Le Figaro

L’accès aux origines gagne du terrain

par LECLAIR Agnès

Les enfants adoptés ne sont plus seuls à creuser l’histoire de leurs origines. Depuis les années 1960, il est largement admis que les circonstances de leur naissance ne doivent pas rester un secret de famille. Aujourd’hui, cette quête des liens biologiques gagne du terrain. Elle s’étend jusqu’aux grands–parents. Jeudi dernier, le jugement autorisant un couple à prouver par une expertise médicale leur filiation avec leur petite–fille, née dans l’anonymat, a été qualifié de remise en cause l’accouchement sous X.

Cette décision du juge des référés du TGI d’Angers est en tout cas un premier pas pour ces ascendants qui pourront tenter d’obtenir la garde de l’enfant ou un droit de visite. Auparavant, ils devront néanmoins attaquer l’arrêté déclarant l’enfant pupille de l’État. « C’est une décision mineure sur le plan juridique car ce sera au tribunal de grande instance de trancher sur le fond. Mais une telle action de la part de grands–parents aurait été inimaginable il y a quelques années où l’accouchement sous X semblait intouchable. Ce n’est pas la justice qui évolue mais les mentalités qui changent », estime Denis Berthiau, du centre de droit médical de l’université Paris–V.

Cette affaire renvoie à une autre bataille juridique autour d’un enfant né sous X, Constantin. En juillet dernier, la Cour de cassation avait jugé que les grands–parents de ce bébé, dont la mère s’est suicidée, ne pouvaient s’opposer à son adoption plénière. Et ce faute de preuves de leurs liens de filiation avec l’enfant. À la suite de cette décision qui avait ému l’opinion, la secrétaire d’État à la Famille s’est déclarée favorable dans Le Figaro « à un droit de savoir » et à l’idée « d’un accouchement protégé ». « La mère pourrait laisser son identité et l’enfant y accéder à sa majorité s’il le souhaite. L’existence de la mère serait ainsi protégée jusqu’aux 18 ans de l’enfant », suggérait Nadine Morano.
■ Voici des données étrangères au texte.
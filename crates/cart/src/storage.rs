//! Session storage trait and implementations.

use std::collections::HashMap;
use std::path::{Path, PathBuf};
use std::sync::{Arc, RwLock};

use crate::error::StorageError;

/// Synchronous key-value string store scoped to one session.
///
/// Writes complete before the call returns so a reload immediately after a
/// cart mutation sees the new state.
pub trait SessionStorage: Send + Sync {
    /// Reads the value stored under `key`, if any.
    fn get(&self, key: &str) -> Result<Option<String>, StorageError>;

    /// Stores `value` under `key`, replacing any previous value.
    fn set(&self, key: &str, value: &str) -> Result<(), StorageError>;

    /// Deletes the value under `key`. Missing keys are not an error.
    fn remove(&self, key: &str) -> Result<(), StorageError>;
}

#[derive(Debug, Default)]
struct InMemoryStorageState {
    values: HashMap<String, String>,
    fail_on_write: bool,
    fail_on_read: bool,
}

/// In-memory session storage.
///
/// Clones share the same underlying map, so a test can keep a handle and
/// "reload" a cart from it later.
#[derive(Debug, Clone, Default)]
pub struct InMemorySessionStorage {
    state: Arc<RwLock<InMemoryStorageState>>,
}

impl InMemorySessionStorage {
    pub fn new() -> Self {
        Self::default()
    }

    /// Configures the storage to reject every write until reset.
    pub fn set_fail_on_write(&self, fail: bool) {
        if let Ok(mut state) = self.state.write() {
            state.fail_on_write = fail;
        }
    }

    /// Configures the storage to reject every read until reset.
    pub fn set_fail_on_read(&self, fail: bool) {
        if let Ok(mut state) = self.state.write() {
            state.fail_on_read = fail;
        }
    }

    /// Returns the raw stored value, bypassing failure injection.
    pub fn raw(&self, key: &str) -> Option<String> {
        self.state
            .read()
            .ok()
            .and_then(|state| state.values.get(key).cloned())
    }
}

fn poisoned() -> StorageError {
    StorageError::Unavailable("storage lock poisoned".to_string())
}

impl SessionStorage for InMemorySessionStorage {
    fn get(&self, key: &str) -> Result<Option<String>, StorageError> {
        let state = self.state.read().map_err(|_| poisoned())?;
        if state.fail_on_read {
            return Err(StorageError::Unavailable("read rejected".to_string()));
        }
        Ok(state.values.get(key).cloned())
    }

    fn set(&self, key: &str, value: &str) -> Result<(), StorageError> {
        let mut state = self.state.write().map_err(|_| poisoned())?;
        if state.fail_on_write {
            return Err(StorageError::Unavailable("write rejected".to_string()));
        }
        state.values.insert(key.to_string(), value.to_string());
        Ok(())
    }

    fn remove(&self, key: &str) -> Result<(), StorageError> {
        let mut state = self.state.write().map_err(|_| poisoned())?;
        if state.fail_on_write {
            return Err(StorageError::Unavailable("write rejected".to_string()));
        }
        state.values.remove(key);
        Ok(())
    }
}

/// File-backed session storage: one file per key inside a directory.
#[derive(Debug, Clone)]
pub struct FileSessionStorage {
    dir: PathBuf,
}

impl FileSessionStorage {
    /// Uses `dir` for storage, creating it if needed.
    pub fn open(dir: impl AsRef<Path>) -> Result<Self, StorageError> {
        let dir = dir.as_ref().to_path_buf();
        std::fs::create_dir_all(&dir)?;
        Ok(Self { dir })
    }

    fn path_for(&self, key: &str) -> PathBuf {
        let file: String = key
            .chars()
            .map(|c| if c.is_ascii_alphanumeric() || c == '_' || c == '-' { c } else { '_' })
            .collect();
        self.dir.join(format!("{file}.json"))
    }
}

impl SessionStorage for FileSessionStorage {
    fn get(&self, key: &str) -> Result<Option<String>, StorageError> {
        match std::fs::read_to_string(self.path_for(key)) {
            Ok(value) => Ok(Some(value)),
            Err(e) if e.kind() == std::io::ErrorKind::NotFound => Ok(None),
            Err(e) => Err(e.into()),
        }
    }

    fn set(&self, key: &str, value: &str) -> Result<(), StorageError> {
        let path = self.path_for(key);
        let tmp = path.with_extension("json.tmp");
        std::fs::write(&tmp, value)?;
        std::fs::rename(&tmp, &path)?;
        Ok(())
    }

    fn remove(&self, key: &str) -> Result<(), StorageError> {
        match std::fs::remove_file(self.path_for(key)) {
            Ok(()) => Ok(()),
            Err(e) if e.kind() == std::io::ErrorKind::NotFound => Ok(()),
            Err(e) => Err(e.into()),
        }
    }
}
Cette dernière a par ailleurs promis de réévaluer le fonctionnement du Cnaop (Conseil national d’accès aux origines personnelles), créé en 2002 pour favoriser le rapprochement des enfants nés sous X et des mères biologiques qui acceptent de dévoiler des informations sur leur identité. Le Conseil est non seulement critiqué pour ses résultats mais également perçu comme un frein pour accéder directement à son dossier. Pour les nés sous X qui revendiquent un droit à connaître leurs origines, la brèche est ouverte. Il faut dire que, depuis le 16 janvier 2009, la loi a évolué. Elle leur permet en effet d’exercer une action en recherche de maternité à l’encontre de celle qui leur a donné naissance dans l’anonymat. Dans les faits, il s’agit d’un nouveau droit à l’établissement d’une filiation. Mais ce dernier se heurte néanmoins aux règles de l’accouchement sous X qui protègent la mère. Et sans indice sur l’identité de sa génitrice, aucune action n’est envisageable. « C’est un grand changement mais ce n’est pas une brèche », souligne la juriste Frédérique Granet–Lambrechts, vice–présidente de l’université de Strasbourg.

Leur lutte est désormais partagée par les enfants nés de dons de gamètes. Car, là aussi, la loi garantit aux donneurs un anonymat absolu. Depuis la création des Cecos (centres d’étude et de conservation des oeufs et du sperme humains) en 1975, toute une génération d’enfants nés à la suite d’une insémination artificielle avec sperme de donneur a rejoint les troupes des enfants à la poursuite du secret de leur naissance. La révision des lois bioéthiques en 2010 répondra peut–être à leur demande. La ministre de la Santé, Roselyne Bachelot, penche en tout cas pour une levée « contrôlée » de l’anonymat des donneurs de gamètes. Tout comme le Conseil d’État, à condition d’obtenir le consentement du donneur. Présidente de l’association PMA qui milite pour le droit aux origines des enfants issus d’un don, Pauline Tiberghien note que, contrairement à la France, « de nombreux pays européens reconnaissent le droit à l’accès aux origines ».